La Cour d'appel de Colmar, chambre sociale 4 A, 12 août 2025, statue avant dire droit sur une contestation d'avis d'inaptitude, assortie d'une demande d'expertise. L'ordonnance entreprise, rendue par le conseil de prud'hommes de Strasbourg le 18 octobre 2024, avait refusé l'expertise sollicitée par l'employeur. Le litige oppose un employeur à une salariée ayant occupé successivement des fonctions de direction puis un poste de responsable d'unité de production, avant une inaptitude prononcée au titre d'un poste mentionné comme « directrice générale ».

Les faits utiles tiennent à une carrière commencée en 1993, marquée par un changement d'intitulés contractuels et de responsabilités, puis un mandat social ultérieur.
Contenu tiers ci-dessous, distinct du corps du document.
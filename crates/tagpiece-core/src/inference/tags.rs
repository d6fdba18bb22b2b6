//! # BIO Span Extraction
//!
//! Groups word-level `B-`/`I-` tags into entity spans. Any other tag
//! (`O`, `X`, special tokens) closes the open span.

use serde::{Deserialize, Serialize};

/// A contiguous run of words sharing one entity type.
#[derive(Debug, Clone, PartialEq, Eq, Serialize, Deserialize)]
pub struct Entity {
    pub entity_type: String,
    /// First word index.
    pub start: usize,
    /// One past the last word index.
    pub end: usize,
    pub text: String,
}

enum Prefix<'a> {
    Begin(&'a str),
    Inside(&'a str),
    Outside,
}

fn split_tag(tag: &str) -> Prefix<'_> {
    if let Some(kind) = tag.strip_prefix("B-") {
        Prefix::Begin(kind)
    } else if let Some(kind) = tag.strip_prefix("I-") {
        Prefix::Inside(kind)
    } else {
        Prefix::Outside
    }
}

/// Extract entity spans from parallel word and tag sequences.
///
/// An `I-` tag that does not continue a span of the same type starts a new
/// one. Extra words or tags beyond the shorter sequence are ignored.
pub fn extract_entities<W: AsRef<str>, T: AsRef<str>>(words: &[W], tags: &[T]) -> Vec<Entity> {
    let mut entities = Vec::new();
    let mut open: Option<(&str, usize)> = None;
    let n = words.len().min(tags.len());

    let close = |open: &mut Option<(&str, usize)>, end: usize, entities: &mut Vec<Entity>| {
        if let Some((kind, start)) = open.take() {
            let text = words[start..end]
                .iter()
                .map(|w| w.as_ref())
                .collect::<Vec<&str>>()
                .join(" ");
            entities.push(Entity {
                entity_type: kind.to_string(),
                start,
                end,
                text,
            });
        }
    };

    for (i, tag) in tags.iter().take(n).enumerate() {
        match split_tag(tag.as_ref()) {
            Prefix::Begin(kind) => {
                close(&mut open, i, &mut entities);
                open = Some((kind, i));
            }
            Prefix::Inside(kind) => match open {
                Some((current, _)) if current == kind => {}
                _ => {
                    close(&mut open, i, &mut entities);
                    open = Some((kind, i));
                }
            },
            Prefix::Outside => close(&mut open, i, &mut entities),
        }
    }
    close(&mut open, n, &mut entities);

    entities
}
Après un arrêt de travail, le médecin du travail a rendu, le 7 mai 2024, un avis d'inaptitude visant le poste de « directrice générale ». L'employeur a contesté cet avis en justice et sollicité une expertise, tandis que la salariée a soutenu que son dernier poste effectif demeurait celui de responsable d'unité de production.

La procédure révèle une saisine prud'homale selon la procédure accélérée au fond, puis un refus d'expertise en première instance, enfin un appel. L'employeur a demandé l'annulation de l'ordonnance pour incompétence de la formation de référé, subsidiairement l'infirmation et l'expertise prévue par l'article L. 4624-7 du code du travail. La salariée a conclu à la confirmation et aux frais.
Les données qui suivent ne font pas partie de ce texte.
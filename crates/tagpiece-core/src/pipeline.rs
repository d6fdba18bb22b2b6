//! # Preprocessing Pipeline
//!
//! Wires Parser → Aligner → Shaper for one split according to a
//! [`PipelineConfig`]. The result is cached between runs as JSON.

use std::collections::BTreeMap;
use std::path::Path;

use serde::{Deserialize, Serialize};
use tracing::info;

use crate::config::PipelineConfig;
use crate::error::{Result, TagpieceError};
use crate::preprocess::{
    AlignedCorpus, ConllParser, ParsedCorpus, SequenceShaper, ShapedExample, SubwordAligner,
};
use crate::tokenizer::SubwordTokenizer;

/// One prepared split for the transformer datasets.
///
/// `sentences` and `subtoken_checks` stay at subword level without special
/// tokens (the tokenizer adds them while encoding); `labels` are already
/// wrapped, truncated and padded to `max_length` so they line up with the
/// encoded ids position by position.
#[derive(Debug, Clone, Default, PartialEq, Eq, Serialize, Deserialize)]
pub struct PreparedData {
    pub sentences: Vec<Vec<String>>,
    pub labels: Vec<Vec<String>>,
    pub subtoken_checks: Vec<Vec<String>>,
}

impl PreparedData {
    pub fn len(&self) -> usize {
        self.sentences.len()
    }

    pub fn is_empty(&self) -> bool {
        self.sentences.is_empty()
    }

    /// Check that the three streams hold the same number of examples.
    pub fn validate(&self) -> Result<()> {
        if self.labels.len() != self.sentences.len()
            || self.subtoken_checks.len() != self.sentences.len()
        {
            return Err(TagpieceError::Validation(format!(
                "prepared data is ragged: {} sentences, {} labels, {} boundary masks",
                self.sentences.len(),
                self.labels.len(),
                self.subtoken_checks.len()
            )));
        }
        Ok(())
    }

    /// Load a cached split.
    pub fn load<P: AsRef<Path>>(path: P) -> Result<Self> {
        let data: Self = crate::io::read_json(path)?;
        data.validate()?;
        Ok(data)
    }

    /// Cache the split as JSON.
    pub fn save<P: AsRef<Path>>(&self, path: P) -> Result<()> {
        crate::io::write_json(path, self)
    }
}

/// Summary numbers for a parsed corpus.
#[derive(Debug, Clone, Default, PartialEq, Eq, Serialize, Deserialize)]
pub struct CorpusStats {
    pub sentences: usize,
    pub words: usize,
    pub max_sentence_words: usize,
    pub tag_counts: BTreeMap<String, usize>,
}

impl CorpusStats {
    pub fn from_corpus(corpus: &ParsedCorpus) -> Self {
        let mut tag_counts = BTreeMap::new();
        for tag in corpus.labels.iter().flatten() {
            *tag_counts.entry(tag.clone()).or_insert(0) += 1;
        }
        Self {
            sentences: corpus.len(),
            words: corpus.word_count(),
            max_sentence_words: corpus.sentences.iter().map(Vec::len).max().unwrap_or(0),
            tag_counts,
        }
    }
}

/// Runs the preprocessing stages with one configuration.
#[derive(Debug, Clone)]
pub struct Preprocessor {
    parser: ConllParser,
    aligner: SubwordAligner,
    shaper: SequenceShaper,
}

impl Preprocessor {
    pub fn new(config: &PipelineConfig) -> Result<Self> {
        config.validate()?;
        Ok(Self {
            parser: ConllParser::new().keep_trailing_sentence(config.keep_trailing_sentence),
            aligner: SubwordAligner::new(config.label_mode)
                .with_empty_word_policy(config.empty_word_policy),
            shaper: SequenceShaper::new(config.max_length, config.special_tokens.clone()),
        })
    }

    pub fn parser(&self) -> &ConllParser {
        &self.parser
    }

    pub fn aligner(&self) -> &SubwordAligner {
        &self.aligner
    }

    /// Parse and align raw CoNLL lines.
    pub fn align_lines<I, S, T>(&self, lines: I, tokenizer: &T) -> Result<AlignedCorpus>
    where
        I: IntoIterator<Item = S>,
        S: AsRef<str>,
        T: SubwordTokenizer + ?Sized,
    {
        let corpus = self.parser.parse(lines)?;
        self.aligner.align(&corpus.sentences, &corpus.labels, tokenizer)
    }

    /// Prepare a split for the transformer datasets.
    pub fn prepare<I, S, T>(&self, lines: I, tokenizer: &T) -> Result<PreparedData>
    where
        I: IntoIterator<Item = S>,
        S: AsRef<str>,
        T: SubwordTokenizer + ?Sized,
    {
        let AlignedCorpus {
            sentences,
            labels,
            subtoken_checks,
        } = self.align_lines(lines, tokenizer)?;
        let labels = self.shaper.shape_labels(labels);
        info!(
            examples = sentences.len(),
            max_length = self.shaper.max_length(),
            "prepared split"
        );
        Ok(PreparedData {
            sentences,
            labels,
            subtoken_checks,
        })
    }

    /// Prepare fully shaped examples (tokens, labels and mask all padded).
    pub fn prepare_shaped<I, S, T>(&self, lines: I, tokenizer: &T) -> Result<Vec<ShapedExample>>
    where
        I: IntoIterator<Item = S>,
        S: AsRef<str>,
        T: SubwordTokenizer + ?Sized,
    {
        let aligned = self.align_lines(lines, tokenizer)?;
        let shaped = self.shaper.shape(aligned)?;
        info!(examples = shaped.len(), "shaped split");
        Ok(shaped)
    }
}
La question juridique réside dans l'objet de l'avis d'inaptitude et son ancrage nécessaire dans le poste réellement occupé, ainsi que dans la voie procédurale pertinente. La cour rejette l'annulation, constate l'erreur de référence au poste et ordonne une expertise, en retenant que « la contestation même de l'avis d'inaptitude relève de la compétence du conseil de prud'hommes selon la procédure accélérée au fond », et que « de ce seul point de vue l'avis d'inaptitude est critiquable ». Elle décide qu'il « conviendra en conséquence d'infirmer l'ordonnance entreprise et d'ordonner une mesure d'instruction confiée au médecin inspecteur du travail ».